Authorities should consider buying another vaccine if mainland pharmaceutical firm Sinovac fails to produce detailed statistics of its phase 3 trials by mid-February, government adviser David Hui Shu-cheong suggests.
Hui, a respiratory medicine expert at Chinese University, said during a television program yesterday that Hong Kong officials need to allow Sinovac some time to provide the data as it was the first to reach a preliminary purchase deal with the SAR.
He was asked if the deal specified that Hong Kong could only buy an inactivated Covid-19 vaccine from Sinovac and if officials would be allowed to seek another manufacturer while doing business with it.
Hui said: “Sinovac expressed interest first and the agreement has been made, so it will be given the opportunity first.”
Authorities could go for an alternative if Sinovac could not offer the clinical trial statistics or if the statistics are “problematic,” he added.
But Hui said authorities should be prepared to adjust the vaccination plan if Sinovac fails to produce the data on CoronaVac “until a certain time.”

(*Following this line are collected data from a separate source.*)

//! Configuration with layered resolution using figment.
//!
//! Resolution order (highest priority last):
//! 1. User config: `~/.config/enumgen/config.toml` (XDG) or platform config dir
//! 2. Project config: `.enumgen.toml` in the project directory
//! 3. Environment variables: `ENUMGEN_*`, nested keys separated by `__`
//!    (e.g. `ENUMGEN_PROJECT__SOURCE_ROOT`)
//!
//! Every key is optional. A project config typically overrides class names
//! or pins name lists that are not kept in `ProjectSettings`:
//!
//! ```toml
//! [project]
//! source_root = "Assets"
//! default_base_dir = "Scripts/Generated/"
//! busy_markers = ["Temp/compiling.lock"]
//!
//! [classes]
//! tag = "GameTag"
//!
//! [names]
//! button = ["Jump", "Fire1", "Submit"]
//! ```

use std::collections::BTreeMap;
use std::ops::Deref;
use std::path::{Path, PathBuf};

use figment::{
    providers::{Env, Format, Toml},
    Figment,
};
use serde::Deserialize;

use crate::models::Category;

/// Project config file name, looked up in the project directory.
pub const PROJECT_CONFIG_FILE: &str = ".enumgen.toml";

/// Boxed wrapper for figment::Error to reduce Result size on the stack.
#[derive(Debug)]
pub struct ConfigError(Box<figment::Error>);

impl Deref for ConfigError {
    type Target = figment::Error;

    fn deref(&self) -> &Self::Target {
        &self.0
    }
}

impl std::fmt::Display for ConfigError {
    fn fmt(&self, f: &mut std::fmt::Formatter<'_>) -> std::fmt::Result {
        self.0.fmt(f)
    }
}

impl std::error::Error for ConfigError {
    fn source(&self) -> Option<&(dyn std::error::Error + 'static)> {
        self.0.source()
    }
}

impl From<figment::Error> for ConfigError {
    fn from(err: figment::Error) -> Self {
        Self(Box::new(err))
    }
}

/// Root configuration structure.
#[derive(Debug, Clone, Default, Deserialize)]
pub struct Config {
    #[serde(default)]
    pub project: ProjectConfig,
    /// Class name overrides keyed by category (`tag`, `sorting_layer`, ...).
    #[serde(default)]
    pub classes: BTreeMap<String, String>,
    /// Static name lists keyed by category; replace the settings-file source.
    #[serde(default)]
    pub names: BTreeMap<String, Vec<String>>,
}

/// Project layout and persistence settings.
///
/// Relative paths are resolved against the project directory.
#[derive(Debug, Clone, Deserialize)]
#[serde(default)]
pub struct ProjectConfig {
    /// Fixed root that base directories are relative to.
    pub source_root: PathBuf,
    /// Directory holding `TagManager.asset` and `InputManager.asset`.
    pub settings_dir: PathBuf,
    /// Where the ledger of generated paths is kept.
    pub ledger_path: PathBuf,
    /// Base directory used until one is saved in the ledger.
    pub default_base_dir: String,
    /// Files whose presence means the host is mid-build or running.
    pub busy_markers: Vec<PathBuf>,
}

impl Default for ProjectConfig {
    fn default() -> Self {
        Self {
            source_root: PathBuf::from("Assets"),
            settings_dir: PathBuf::from("ProjectSettings"),
            ledger_path: PathBuf::from(".enumgen/ledger.json"),
            default_base_dir: "Scripts/Generated/".to_string(),
            busy_markers: Vec::new(),
        }
    }
}

impl Config {
    /// Load config with layered resolution (user → project → env).
    pub fn load_from(project_dir: &Path) -> Result<Self, ConfigError> {
        let user_config = Self::user_config_path();

        Figment::new()
            // Layer 1: User config (lowest priority)
            .merge(Toml::file(user_config))
            // Layer 2: Project config
            .merge(Toml::file(project_dir.join(PROJECT_CONFIG_FILE)))
            // Layer 3: Environment variables (highest priority)
            .merge(Env::prefixed("ENUMGEN_").split("__"))
            .extract()
            .map_err(ConfigError::from)
    }

    /// Class name override for `category`, if configured.
    ///
    /// Keys that do not name a category are logged and ignored.
    pub fn class_name(&self, category: Category) -> Option<&str> {
        self.lookup(&self.classes, category).map(String::as_str)
    }

    /// Static names for `category`, if configured.
    pub fn names(&self, category: Category) -> Option<&[String]> {
        self.lookup(&self.names, category).map(Vec::as_slice)
    }

    fn lookup<'a, V>(&self, table: &'a BTreeMap<String, V>, category: Category) -> Option<&'a V> {
        table.iter().find_map(|(key, value)| match key.parse::<Category>() {
            Ok(c) if c == category => Some(value),
            Ok(_) => None,
            Err(e) => {
                tracing::error!(error = %e, "Ignoring config key");
                None
            }
        })
    }

    /// User config path: ~/.config/enumgen/config.toml (XDG) or platform config dir.
    fn user_config_path() -> PathBuf {
        // Prefer XDG config location (~/.config) on all platforms
        if let Some(home) = dirs::home_dir() {
            let xdg_path = home.join(".config").join("enumgen").join("config.toml");
            if xdg_path.exists() {
                return xdg_path;
            }
        }
        // Fall back to platform-specific config dir
        dirs::config_dir()
            .map(|p| p.join("enumgen").join("config.toml"))
            .unwrap_or_default()
    }
}

impl ProjectConfig {
    /// Absolute source root for `project_dir`.
    pub fn source_root_in(&self, project_dir: &Path) -> PathBuf {
        absolute(project_dir, &self.source_root)
    }

    pub fn settings_dir_in(&self, project_dir: &Path) -> PathBuf {
        absolute(project_dir, &self.settings_dir)
    }

    pub fn ledger_path_in(&self, project_dir: &Path) -> PathBuf {
        absolute(project_dir, &self.ledger_path)
    }

    pub fn busy_markers_in(&self, project_dir: &Path) -> Vec<PathBuf> {
        self.busy_markers
            .iter()
            .map(|marker| absolute(project_dir, marker))
            .collect()
    }
}

/// Join `path` onto `base` unless it is already absolute, then make the
/// result absolute against the current directory.
fn absolute(base: &Path, path: &Path) -> PathBuf {
    let joined = if path.is_absolute() {
        path.to_path_buf()
    } else {
        base.join(path)
    };
    if joined.is_absolute() {
        joined
    } else {
        std::env::current_dir()
            .map(|cwd| cwd.join(&joined))
            .unwrap_or(joined)
    }
}

#[cfg(test)]
mod tests {
    use super::*;

    #[test]
    fn test_defaults() {
        let config = Config::default();
        assert_eq!(config.project.source_root, PathBuf::from("Assets"));
        assert_eq!(config.project.default_base_dir, "Scripts/Generated/");
        assert!(config.project.busy_markers.is_empty());
        assert_eq!(config.class_name(Category::Tag), None);
    }

    #[test]
    fn test_category_lookup_accepts_aliases() {
        let mut config = Config::default();
        config
            .classes
            .insert("sorting-layer".to_string(), "Sorting".to_string());
        config
            .names
            .insert("button".to_string(), vec!["Jump".to_string()]);
        config
            .classes
            .insert("material".to_string(), "Ignored".to_string());

        assert_eq!(config.class_name(Category::SortingLayer), Some("Sorting"));
        assert_eq!(config.names(Category::Button), Some(&["Jump".to_string()][..]));
        assert_eq!(config.names(Category::Tag), None);
    }

    #[test]
    fn test_paths_resolve_against_project_dir() {
        let project = ProjectConfig::default();
        let dir = Path::new("/work/game");
        assert_eq!(project.source_root_in(dir), PathBuf::from("/work/game/Assets"));
        assert_eq!(
            project.ledger_path_in(dir),
            PathBuf::from("/work/game/.enumgen/ledger.json")
        );

        let absolute_root = ProjectConfig {
            source_root: PathBuf::from("/elsewhere/src"),
            ..ProjectConfig::default()
        };
        assert_eq!(
            absolute_root.source_root_in(dir),
            PathBuf::from("/elsewhere/src")
        );
    }
}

He noted: “It’s the end of January now so we hope to get the data by mid-February. Otherwise, it will cause a huge impact on vaccinations.”
Hui said it is hard to predict whether authorities could achieve the goal of vaccinating most Hongkongers by the end of the year as the arrival times of vaccines remain uncertain.
The first 1.5 million doses developed by German firm BioNTech is expected to arrive by the end of next month, with the remaining six million to be shipped in five batches. The SAR will receive the AstraZeneca vaccine in June.
Sinovac’s CoronaVac technology of inactivated Covid-19 virus is a traditional and widely used approach to produce vaccines for many diseases.
The SAR has secured 7.5 million doses of each of the three vaccines, with the Sinovac product originally expected to be the first one to reach Hong Kong, which could have been this month.
They suggested vaccines be given first to residents and staff at homes for the elderly and the disabled, medical workers and those in other high-risk occupations, people who are 60 or older, and younger people with chronic diseases.
The recommendation on CoronaVac will be updated if more clinical information is available, the scientific committee on emerging and zoonotic diseases and the scientific committee on vaccine preventable diseases said last week.
Secretary for Food and Health Sophia Chan Siu-chee has said SAR officials are discussing the purchase of a fourth vaccine with another pharmaceutical company.